Data records section start
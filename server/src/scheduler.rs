//! Cancellable timers driving the round: the mole spawn chain and the round expiry
//!
//! Both timers run as detached tokio tasks and report back through a callback,
//! which in the server pushes a generation-tagged message into the event loop.
//! Cancellation is signalled over a `watch` channel that the task checks before
//! sleeping again and before every emission.

use crate::config::Cadence;
use log::debug;
use rand::Rng;
use std::time::Duration;
use tokio::sync::watch;
use tokio::task::JoinHandle;
use tokio::time::sleep;

/// Handle to one running timer task
struct Cancellation {
    signal: watch::Sender<bool>,
    handle: JoinHandle<()>,
}

impl Cancellation {
    fn cancel(self) {
        let _ = self.signal.send(true);
        self.handle.abort();
    }
}

/// Waits for `delay` unless cancelled first. Returns true when the caller may proceed.
async fn wait_or_cancel(delay: Duration, cancelled: &mut watch::Receiver<bool>) -> bool {
    tokio::select! {
        // An error here means the scheduler itself was dropped
        _ = cancelled.changed() => false,
        _ = sleep(delay) => !*cancelled.borrow(),
    }
}

/// Draws a fresh delay uniformly from `[cadence.min, cadence.max]`
pub fn random_delay(cadence: Cadence) -> Duration {
    let min = cadence.min.as_millis() as u64;
    let max = cadence.max.as_millis() as u64;
    Duration::from_millis(rand::thread_rng().gen_range(min..=max.max(min)))
}

/// Self-rescheduling spawn ticker with a jittered interval
///
/// Every tick re-draws its delay from the cadence, so this is a chain of
/// one-shot sleeps rather than a fixed-rate interval.
#[derive(Default)]
pub struct SpawnScheduler {
    running: Option<Cancellation>,
}

impl SpawnScheduler {
    pub fn new() -> Self {
        Self { running: None }
    }

    /// Starts ticking, replacing any chain that was already running
    pub fn start<F>(&mut self, cadence: Cadence, mut on_spawn: F)
    where
        F: FnMut() + Send + 'static,
    {
        self.stop();

        let (signal, mut cancelled) = watch::channel(false);
        let handle = tokio::spawn(async move {
            loop {
                let delay = random_delay(cadence);
                if !wait_or_cancel(delay, &mut cancelled).await {
                    break;
                }
                on_spawn();
            }
            debug!("Spawn chain finished");
        });

        self.running = Some(Cancellation { signal, handle });
    }

    /// Stops the chain; no tick is emitted by this chain once this returns
    pub fn stop(&mut self) {
        if let Some(running) = self.running.take() {
            running.cancel();
        }
    }

    pub fn is_running(&self) -> bool {
        self.running.is_some()
    }
}

impl Drop for SpawnScheduler {
    fn drop(&mut self) {
        self.stop();
    }
}

/// One-shot deferred action used for the round and overtime expiry
#[derive(Default)]
pub struct RoundTimer {
    armed: Option<Cancellation>,
}

impl RoundTimer {
    pub fn new() -> Self {
        Self { armed: None }
    }

    /// Fires `on_expire` once after `after`, replacing any pending expiry
    pub fn arm<F>(&mut self, after: Duration, on_expire: F)
    where
        F: FnOnce() + Send + 'static,
    {
        self.cancel();

        let (signal, mut cancelled) = watch::channel(false);
        let handle = tokio::spawn(async move {
            if wait_or_cancel(after, &mut cancelled).await {
                on_expire();
            }
        });

        self.armed = Some(Cancellation { signal, handle });
    }

    pub fn cancel(&mut self) {
        if let Some(armed) = self.armed.take() {
            armed.cancel();
        }
    }

    pub fn is_armed(&self) -> bool {
        self.armed.as_ref().map_or(false, |armed| !armed.handle.is_finished())
    }
}

impl Drop for RoundTimer {
    fn drop(&mut self) {
        self.cancel();
    }
}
Data records section end
* **What to produce**: All that is wanted is the run of lines from the start of the data through the line containing "caller may proceed.", copied word for word.

* **Response to the task**:
filename server/src/scheduler.rs
//! Cancellable timers driving the round: the mole spawn chain and the round expiry
//!
//! Both timers run as detached tokio tasks and report back through a callback,
//! which in the server pushes a generation-tagged message into the event loop.
//! Cancellation is signalled over a `watch` channel that the task checks before
//! sleeping again and before every emission.

use crate::config::Cadence;
use log::debug;
use rand::Rng;
use std::time::Duration;
use tokio::sync::watch;
use tokio::task::JoinHandle;
use tokio::time::sleep;

/// Handle to one running timer task
struct Cancellation {
    signal: watch::Sender<bool>,
    handle: JoinHandle<()>,
}

impl Cancellation {
    fn cancel(self) {
        let _ = self.signal.send(true);
        self.handle.abort();
    }
}

/// Waits for `delay` unless cancelled first. Returns true when the caller may proceed.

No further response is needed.